The authors conducted a cluster-randomized, crossover, noninferiority trial in 18 emergency departments (EDs) in France and Spain. Patients who were at low clinical risk for PE but not excluded by the PERC rule and patients at intermediate clinical risk of PE were included between October 2019 and June 2020, following their course until October 2020. Centers were randomized to exclude PE without chest imaging using one of two strategies. In the control group, PE was ruled out if the D-dimer was less than the age-adjusted threshold (500 ng/ml for age <50 years, age x 10 for age ≥50 years). In the intervention group, PE was ruled out if the D-dimer was below an elevated level (<1000 ng/ml) for patients with 1+ YEARS criteria or the D-dimer was below an age-adjusted threshold. The primary endpoint was detection of venous thromboembolism (VTE) within 3 months.

Results:

Among the 1,414 patients (mean age 55 years, 58% female), 1,217 (86%) were analyzed in the per-protocol analysis. PE was diagnosed in the ED in 100 patients (7.1%). At 3 months, VTE was diagnosed in one patient in the intervention group (0.15%; 95% confidence interval [CI], 0-0.86%) versus five patients in the control group (0.8%; 95% CI, 0.26%-1.86%) with an adjusted difference of -0.64% (within the noninferiority margin). Two key secondary endpoints included less chest imaging (30.4% vs. 40.0%; adjusted difference, -8.7%; 95% CI, -13.8% to -3.5%) and ED length of stay (6 hours vs. 6 hours; adjusted difference, -1.6 hour, 95% CI, -2.3 hours to -0.9 hour).

Conclusions:

The authors concluded that ED patients with suspected PE managed using the YEARS rule combined with an age-adjusted D-dimer threshold for PERC-positive patients was noninferior to a conventional diagnostic strategy relying only on the age-adjusted D-dimer threshold.

Perspective:

Multiple studies have explored various algorithms and risk scores to identify which patients with suspected PE do not require chest imaging.

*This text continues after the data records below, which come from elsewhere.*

//! Limited item minting against the farm API

use serde::{Deserialize, Serialize};

use super::http::{HttpTransport, UreqTransport};
use crate::game::LimitedItem;
use crate::wallet::{SessionError, SessionManager};

pub const MINT_CONTENT_TYPE: &str = "application/json;charset=UTF-8";

/// Body of `POST {api_url}/mint`
#[derive(Debug, Clone, PartialEq, Eq, Serialize)]
#[serde(rename_all = "camelCase")]
pub struct MintRequest {
    pub farm_id: u64,
    pub sender: String,
    pub session_id: String,
    pub signature: String,
    pub item: LimitedItem,
}

/// Transaction descriptor returned by the API, handed to the wallet as-is
#[derive(Debug, Clone, PartialEq, Serialize, Deserialize)]
#[serde(transparent)]
pub struct MintTransaction(pub serde_json::Value);

#[derive(Debug, thiserror::Error)]
pub enum MintError {
    #[error("Could not mint your object")]
    RequestFailed,
    #[error("Could not encode mint request: {0}")]
    Encode(#[from] serde_json::Error),
    #[error("Mint response was not valid JSON: {0}")]
    InvalidResponse(String),
    #[error("Wallet sync failed: {0}")]
    Sync(#[from] SessionError),
}

pub struct MintClient<T: HttpTransport = UreqTransport> {
    api_url: Option<String>,
    transport: T,
}

impl MintClient<UreqTransport> {
    pub fn new(api_url: Option<&str>) -> Self {
        Self::with_transport(api_url, UreqTransport::new())
    }
}

impl<T: HttpTransport> MintClient<T> {
    /// An empty `api_url` counts as not configured
    pub fn with_transport(api_url: Option<&str>, transport: T) -> Self {
        let api_url = api_url
            .map(|url| url.trim_end_matches('/'))
            .filter(|url| !url.is_empty())
            .map(str::to_string);
        Self { api_url, transport }
    }

    pub fn is_configured(&self) -> bool {
        self.api_url.is_some()
    }

    pub fn transport(&self) -> &T {
        &self.transport
    }

    /// Send the mint request. `Ok(None)` when no API is configured.
    pub fn request_mint(&self, request: &MintRequest) -> Result<Option<MintTransaction>, MintError> {
        let Some(api_url) = &self.api_url else {
            return Ok(None);
        };

        log::info!("Sending mint request for {} (farm {})", request.item, request.farm_id);

        let url = format!("{}/mint", api_url);
        let body = serde_json::to_string(request)?;

        let response = self
            .transport
            .post_json(&url, MINT_CONTENT_TYPE, &body)
            .map_err(|e| {
                log::warn!("Mint request to {} failed: {}", url, e);
                MintError::RequestFailed
            })?;

        if !response.is_ok() {
            log::warn!("Mint request to {} returned status {}", url, response.status);
            return Err(MintError::RequestFailed);
        }

        let transaction: MintTransaction =
            serde_json::from_str(&response.body).map_err(|e| MintError::InvalidResponse(e.to_string()))?;

        Ok(Some(transaction))
    }

    /// Request the mint, then sync the resulting transaction into the wallet session.
    ///
    /// Returns `Ok(None)` without contacting the API or the wallet when minting
    /// is not configured.
    pub fn mint<S: SessionManager + ?Sized>(
        &self,
        request: &MintRequest,
        sessions: &mut S,
    ) -> Result<Option<S::Session>, MintError> {
        let Some(transaction) = self.request_mint(request)? else {
            return Ok(None);
        };

        let session = sessions.sync(transaction)?;
        log::info!("Synced minted {} into wallet session", request.item);

        Ok(Some(session))
    }
}

#[cfg(test)]
mod tests {
    use super::*;
    use crate::network::http::{HttpResponse, TransportError};
    use std::cell::RefCell;

    struct MockTransport {
        response: Result<HttpResponse, String>,
        calls: RefCell<Vec<(String, String, String)>>,
    }

    impl MockTransport {
        fn replying(status: u16, body: &str) -> Self {
            Self {
                response: Ok(HttpResponse {
                    status,
                    body: body.to_string(),
                }),
                calls: RefCell::new(Vec::new()),
            }
        }

        fn unreachable() -> Self {
            Self {
                response: Err("connection refused".to_string()),
                calls: RefCell::new(Vec::new()),
            }
        }
    }

    impl HttpTransport for MockTransport {
        fn post_json(&self, url: &str, content_type: &str, body: &str) -> Result<HttpResponse, TransportError> {
            self.calls
                .borrow_mut()
                .push((url.to_string(), content_type.to_string(), body.to_string()));
            self.response.clone().map_err(TransportError)
        }
    }

    #[derive(Default)]
    struct RecordingSessions {
        synced: Vec<MintTransaction>,
        fail: bool,
    }

    impl SessionManager for RecordingSessions {
        type Session = usize;

        fn sync(&mut self, transaction: MintTransaction) -> Result<usize, SessionError> {
            if self.fail {
                return Err(SessionError::NotConnected);
            }
            self.synced.push(transaction);
            Ok(self.synced.len())
        }
    }

    fn request() -> MintRequest {
        MintRequest {
            farm_id: 42,
            sender: "0xfarmer".to_string(),
            session_id: "session-1".to_string(),
            signature: "0xsig".to_string(),
            item: LimitedItem::SunflowerStatue,
        }
    }

    #[test]
    fn test_request_serializes_camel_case() {
        let value = serde_json::to_value(request()).unwrap();
        assert_eq!(
            value,
            serde_json::json!({
                "farmId": 42,
                "sender": "0xfarmer",
                "sessionId": "session-1",
                "signature": "0xsig",
                "item": "Sunflower Statue"
            })
        );
    }

    #[test]
    fn test_success_syncs_once_and_returns_session() {
        let transport = MockTransport::replying(200, r#"{"hash":"0x123","deadline":99}"#);
        let client = MintClient::with_transport(Some("https://api.example.com/"), &transport);
        let mut sessions = RecordingSessions::default();

        let result = client.mint(&request(), &mut sessions).unwrap();

        assert_eq!(result, Some(1));
        assert_eq!(
            sessions.synced,
            vec![MintTransaction(serde_json::json!({"hash": "0x123", "deadline": 99}))]
        );

        let calls = transport.calls.borrow();
        assert_eq!(calls.len(), 1);
        let (url, content_type, body) = &calls[0];
        assert_eq!(url, "https://api.example.com/mint");
        assert_eq!(content_type, "application/json;charset=UTF-8");
        let sent: serde_json::Value = serde_json::from_str(body).unwrap();
        assert_eq!(sent, serde_json::to_value(request()).unwrap());
    }

    #[test]
    fn test_server_error_fails_without_sync() {
        let transport = MockTransport::replying(500, r#"{"error":"nope"}"#);
        let client = MintClient::with_transport(Some("https://api.example.com"), &transport);
        let mut sessions = RecordingSessions::default();

        let result = client.mint(&request(), &mut sessions);

        assert!(matches!(result, Err(MintError::RequestFailed)));
        assert_eq!(result.unwrap_err().to_string(), "Could not mint your object");
        assert!(sessions.synced.is_empty());
        assert_eq!(transport.calls.borrow().len(), 1);
    }

    #[test]
    fn test_non_200_success_status_fails() {
        let transport = MockTransport::replying(201, "{}");
        let client = MintClient::with_transport(Some("https://api.example.com"), &transport);
        let mut sessions = RecordingSessions::default();

        assert!(matches!(client.mint(&request(), &mut sessions), Err(MintError::RequestFailed)));
        assert!(sessions.synced.is_empty());
    }

    #[test]
    fn test_unreachable_api_is_generic_failure() {
        let transport = MockTransport::unreachable();
        let client = MintClient::with_transport(Some("https://api.example.com"), &transport);
        let mut sessions = RecordingSessions::default();

        assert!(matches!(client.mint(&request(), &mut sessions), Err(MintError::RequestFailed)));
        assert!(sessions.synced.is_empty());
    }

    #[test]
    fn test_unconfigured_is_noop() {
        for api_url in [None, Some("")] {
            let transport = MockTransport::replying(200, "{}");
            let client = MintClient::with_transport(api_url, &transport);
            let mut sessions = RecordingSessions::default();

            assert!(!client.is_configured());
            assert_eq!(client.mint(&request(), &mut sessions).unwrap(), None);
            assert!(transport.calls.borrow().is_empty());
            assert!(sessions.synced.is_empty());
        }
    }

    #[test]
    fn test_invalid_json_fails_without_sync() {
        let transport = MockTransport::replying(200, "not json");
        let client = MintClient::with_transport(Some("https://api.example.com"), &transport);
        let mut sessions = RecordingSessions::default();

        assert!(matches!(client.mint(&request(), &mut sessions), Err(MintError::InvalidResponse(_))));
        assert!(sessions.synced.is_empty());
    }

    #[test]
    fn test_wallet_failure_is_reported() {
        let transport = MockTransport::replying(200, "{}");
        let client = MintClient::with_transport(Some("https://api.example.com"), &transport);
        let mut sessions = RecordingSessions {
            fail: true,
            ..Default::default()
        };

        assert!(matches!(
            client.mint(&request(), &mut sessions),
            Err(MintError::Sync(SessionError::NotConnected))
        ));
    }
}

This study combines a number of commonly used strategies to identify a best clinical diagnostic pathway that reduces unnecessary chest imaging. By first assessing the YEARS score (pregnancy, clinical signs of deep vein thrombosis, hemoptysis, and PE as the most likely diagnosis), then applying either high D-dimer threshold (<1000 ng/ml for YEARS score of 0) or an age-adjusted D-dimer threshold (for YEARS score ≥1) results in a low rate of subsequent VTE events, fewer chest imaging procedures, and shorter ED length of stay. Challenges in implementation will be to change clinician behavior and operationalizing a two-step decision process that integrates clinical factors (YEARS criteria) and laboratory thresholds (D-dimer). If EDs can successfully implement this multi-step process, they can successfully reduce unnecessary chest imaging and shorten ED length of stay, while safely caring for patients.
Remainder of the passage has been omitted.